**Requirement**
Return each entry precisely as it appears below.

**Entries supplied**
=====

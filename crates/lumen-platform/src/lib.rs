//! Platform layer for Lumen
//!
//! Owns the window and event loop and drives a
//! [`GeometryRenderer`](lumen_renderer::GeometryRenderer) once per frame.

pub mod application;

pub use application::Application;

use lumen_core::LumenError;
use lumen_renderer::RendererError;

/// Platform-specific error type
#[derive(Debug, thiserror::Error)]
pub enum PlatformError {
    #[error("Window creation failed: {0}")]
    WindowCreation(String),

    #[error("Event loop error: {0}")]
    EventLoop(String),

    #[error(transparent)]
    Renderer(#[from] RendererError),

    #[error(transparent)]
    Core(#[from] LumenError),
}
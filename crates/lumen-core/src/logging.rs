//! Logging system for Lumen
//!
//! Thin layer over `tracing`: every category maps to a `tracing` target so
//! verbosity can be tuned per subsystem, either from the configuration file
//! or through `RUST_LOG`.

use serde::{Deserialize, Serialize};
use tracing::Level;
use tracing_subscriber::{fmt, layer::SubscriberExt, util::SubscriberInitExt, EnvFilter};

use crate::config::LoggingConfig;
use crate::error::{LumenError, Result};

/// Log levels for controlling verbosity
#[derive(Debug, Clone, Copy, PartialEq, Eq, PartialOrd, Ord, Serialize, Deserialize)]
#[serde(rename_all = "lowercase")]
pub enum LogLevel {
    Trace,
    Debug,
    Info,
    Warn,
    Error,
}

impl LogLevel {
    /// Convert string to LogLevel
    pub fn parse(s: &str) -> Option<LogLevel> {
        match s.to_lowercase().as_str() {
            "trace" => Some(LogLevel::Trace),
            "debug" => Some(LogLevel::Debug),
            "info" => Some(LogLevel::Info),
            "warn" => Some(LogLevel::Warn),
            "error" => Some(LogLevel::Error),
            _ => None,
        }
    }

    pub const fn as_str(&self) -> &'static str {
        match self {
            LogLevel::Trace => "trace",
            LogLevel::Debug => "debug",
            LogLevel::Info => "info",
            LogLevel::Warn => "warn",
            LogLevel::Error => "error",
        }
    }
}

impl std::fmt::Display for LogLevel {
    fn fmt(&self, f: &mut std::fmt::Formatter<'_>) -> std::fmt::Result {
        f.write_str(self.as_str())
    }
}

impl From<LogLevel> for Level {
    fn from(level: LogLevel) -> Self {
        match level {
            LogLevel::Trace => Level::TRACE,
            LogLevel::Debug => Level::DEBUG,
            LogLevel::Info => Level::INFO,
            LogLevel::Warn => Level::WARN,
            LogLevel::Error => Level::ERROR,
        }
    }
}

/// Categories for organizing log messages
#[derive(Debug, Clone, Copy, PartialEq, Eq, Hash)]
pub enum LogCategory {
    Core,
    Geometry,
    Gpu,
    Renderer,
    Platform,
}

impl LogCategory {
    pub const ALL: [LogCategory; 5] = [
        LogCategory::Core,
        LogCategory::Geometry,
        LogCategory::Gpu,
        LogCategory::Renderer,
        LogCategory::Platform,
    ];

    /// The `tracing` target used for this category
    pub const fn as_str(&self) -> &'static str {
        match self {
            LogCategory::Core => "lumen::core",
            LogCategory::Geometry => "lumen::geometry",
            LogCategory::Gpu => "lumen::gpu",
            LogCategory::Renderer => "lumen::renderer",
            LogCategory::Platform => "lumen::platform",
        }
    }

    /// Short name used as key in [`LoggingConfig::category_levels`]
    pub const fn name(&self) -> &'static str {
        match self {
            LogCategory::Core => "core",
            LogCategory::Geometry => "geometry",
            LogCategory::Gpu => "gpu",
            LogCategory::Renderer => "renderer",
            LogCategory::Platform => "platform",
        }
    }

    pub fn from_name(name: &str) -> Option<LogCategory> {
        Self::ALL.into_iter().find(|category| category.name() == name)
    }
}

impl std::fmt::Display for LogCategory {
    fn fmt(&self, f: &mut std::fmt::Formatter<'_>) -> std::fmt::Result {
        f.write_str(self.name())
    }
}

/// Convenience macros for structured logging
#[macro_export]
macro_rules! lumen_trace {
    ($category:expr, $($arg:tt)*) => {
        $crate::tracing::trace!(target: $category.as_str(), $($arg)*)
    };
}

#[macro_export]
macro_rules! lumen_debug {
    ($category:expr, $($arg:tt)*) => {
        $crate::tracing::debug!(target: $category.as_str(), $($arg)*)
    };
}

#[macro_export]
macro_rules! lumen_info {
    ($category:expr, $($arg:tt)*) => {
        $crate::tracing::info!(target: $category.as_str(), $($arg)*)
    };
}

#[macro_export]
macro_rules! lumen_warn {
    ($category:expr, $($arg:tt)*) => {
        $crate::tracing::warn!(target: $category.as_str(), $($arg)*)
    };
}

#[macro_export]
macro_rules! lumen_error {
    ($category:expr, $($arg:tt)*) => {
        $crate::tracing::error!(target: $category.as_str(), $($arg)*)
    };
}

/// Build the filter for the given configuration.
///
/// `RUST_LOG` wins when it is set and valid.
pub fn build_filter(config: &LoggingConfig) -> Result<EnvFilter> {
    if let Ok(filter) = EnvFilter::try_from_default_env() {
        return Ok(filter);
    }

    EnvFilter::try_new(config.filter_directives()?)
        .map_err(|e| LumenError::configuration(format!("Invalid log filter: {}", e)))
}

/// Initialize the logging system
///
/// # Errors
/// Fails when the configuration holds unknown levels or when a global
/// subscriber has already been installed.
pub fn init(config: &LoggingConfig) -> Result<()> {
    let filter = build_filter(config)?;

    tracing_subscriber::registry()
        .with(filter)
        .with(
            fmt::layer()
                .with_target(config.with_target)
                .with_thread_ids(false)
                .with_thread_names(false)
                .with_file(false)
                .with_line_number(false)
                .compact(),
        )
        .try_init()
        .map_err(|e| LumenError::initialization(format!("Failed to install logger: {}", e)))
}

=====

**Expected output**
filename crates/lumen-platform/src/lib.rs
//! Platform layer for Lumen
//!
//! Owns the window and event loop and drives a
//! [`GeometryRenderer`](lumen_renderer::GeometryRenderer) once per frame.

pub mod application;

pub use application::Application;

use lumen_core::LumenError;
use lumen_renderer::RendererError;

/// Platform-specific error type
#[derive(Debug, thiserror::Error)]
pub enum PlatformError {
    #[error("Window creation failed: {0}")]
    WindowCreation(String),

    #[error("Event loop error: {0}")]
    EventLoop(String),

    #[error(transparent)]
    Renderer(#[from] RendererError),

    #[error(transparent)]
    Core(#[from] LumenError),
}
filename crates/lumen-core/src/logging.rs
//! Logging system for Lumen
//!
//! Thin layer over `tracing`: every category maps to a `tracing` target so
//! verbosity can be tuned per subsystem, either from the configuration file
//! or through `RUST_LOG`.

use serde::{Deserialize, Serialize};
use tracing::Level;
use tracing_subscriber::{fmt, layer::SubscriberExt, util::SubscriberInitExt, EnvFilter};

use crate::config::LoggingConfig;
use crate::error::{LumenError, Result};

/// Log levels for controlling verbosity
#[derive(Debug, Clone, Copy, PartialEq, Eq, PartialOrd, Ord, Serialize, Deserialize)]
#[serde(rename_all = "lowercase")]
pub enum LogLevel {
    Trace,
    Debug,
    Info,
    Warn,
    Error,
}

impl LogLevel {
    /// Convert string to LogLevel
    pub fn parse(s: &str) -> Option<LogLevel> {
        match s.to_lowercase().as_str() {
            "trace" => Some(LogLevel::Trace),
            "debug" => Some(LogLevel::Debug),
            "info" => Some(LogLevel::Info),
            "warn" => Some(LogLevel::Warn),
            "error" => Some(LogLevel::Error),
            _ => None,
        }
    }

    pub const fn as_str(&self) -> &'static str {
        match self {
            LogLevel::Trace => "trace",
            LogLevel::Debug => "debug",
            LogLevel::Info => "info",
            LogLevel::Warn => "warn",
            LogLevel::Error => "error",
        }
    }
}

impl std::fmt::Display for LogLevel {
    fn fmt(&self, f: &mut std::fmt::Formatter<'_>) -> std::fmt::Result {
        f.write_str(self.as_str())
    }
}

impl From<LogLevel> for Level {
    fn from(level: LogLevel) -> Self {
        match level {
            LogLevel::Trace => Level::TRACE,
            LogLevel::Debug => Level::DEBUG,
            LogLevel::Info => Level::INFO,
            LogLevel::Warn => Level::WARN,
            LogLevel::Error => Level::ERROR,
        }
    }
}

/// Categories for organizing log messages
#[derive(Debug, Clone, Copy, PartialEq, Eq, Hash)]
pub enum LogCategory {
    Core,
    Geometry,
    Gpu,
    Renderer,
    Platform,
}

impl LogCategory {
    pub const ALL: [LogCategory; 5] = [
        LogCategory::Core,
        LogCategory::Geometry,
        LogCategory::Gpu,
        LogCategory::Renderer,
        LogCategory::Platform,
    ];

    /// The `tracing` target used for this category
    pub const fn as_str(&self) -> &'static str {
        match self {
            LogCategory::Core => "lumen::core",
            LogCategory::Geometry => "lumen::geometry",
            LogCategory::Gpu => "lumen::gpu",
            LogCategory::Renderer => "lumen::renderer",
            LogCategory::Platform => "lumen::platform",
        }
    }

    /// Short name used as key in [`LoggingConfig::category_levels`]
    pub const fn name(&self) -> &'static str {
        match self {
            LogCategory::Core => "core",
            LogCategory::Geometry => "geometry",
            LogCategory::Gpu => "gpu",
            LogCategory::Renderer => "renderer",
            LogCategory::Platform => "platform",
        }
    }

    pub fn from_name(name: &str) -> Option<LogCategory> {
        Self::ALL.into_iter().find(|category| category.name() == name)
    }
}

impl std::fmt::Display for LogCategory {
    fn fmt(&self, f: &mut std::fmt::Formatter<'_>) -> std::fmt::Result {
        f.write_str(self.name())
    }
}

/// Convenience macros for structured logging
#[macro_export]
macro_rules! lumen_trace {
    ($category:expr, $($arg:tt)*) => {
        $crate::tracing::trace!(target: $category.as_str(), $($arg)*)
    };
}

#[macro_export]
macro_rules! lumen_debug {
    ($category:expr, $($arg:tt)*) => {
        $crate::tracing::debug!(target: $category.as_str(), $($arg)*)
    };
}

#[macro_export]
macro_rules! lumen_info {
    ($category:expr, $($arg:tt)*) => {
        $crate::tracing::info!(target: $category.as_str(), $($arg)*)
    };
}

#[macro_export]
macro_rules! lumen_warn {
    ($category:expr, $($arg:tt)*) => {
        $crate::tracing::warn!(target: $category.as_str(), $($arg)*)
    };
}

#[macro_export]
macro_rules! lumen_error {
    ($category:expr, $($arg:tt)*) => {
        $crate::tracing::error!(target: $category.as_str(), $($arg)*)
    };
}

/// Build the filter for the given configuration.
///
/// `RUST_LOG` wins when it is set and valid.
pub fn build_filter(config: &LoggingConfig) -> Result<EnvFilter> {
    if let Ok(filter) = EnvFilter::try_from_default_env() {
        return Ok(filter);
    }

    EnvFilter::try_new(config.filter_directives()?)
        .map_err(|e| LumenError::configuration(format!("Invalid log filter: {}", e)))
}

/// Initialize the logging system
///
/// # Errors
/// Fails when the configuration holds unknown levels or when a global
/// subscriber has already been installed.
pub fn init(config: &LoggingConfig) -> Result<()> {
    let filter = build_filter(config)?;

    tracing_subscriber::registry()
        .with(filter)
        .with(
            fmt::layer()
                .with_target(config.with_target)
                .with_thread_ids(false)
                .with_thread_names(false)
                .with_file(false)
                .with_line_number(false)
                .compact(),
        )
        .try_init()
        .map_err(|e| LumenError::initialization(format!("Failed to install logger: {}", e)))
}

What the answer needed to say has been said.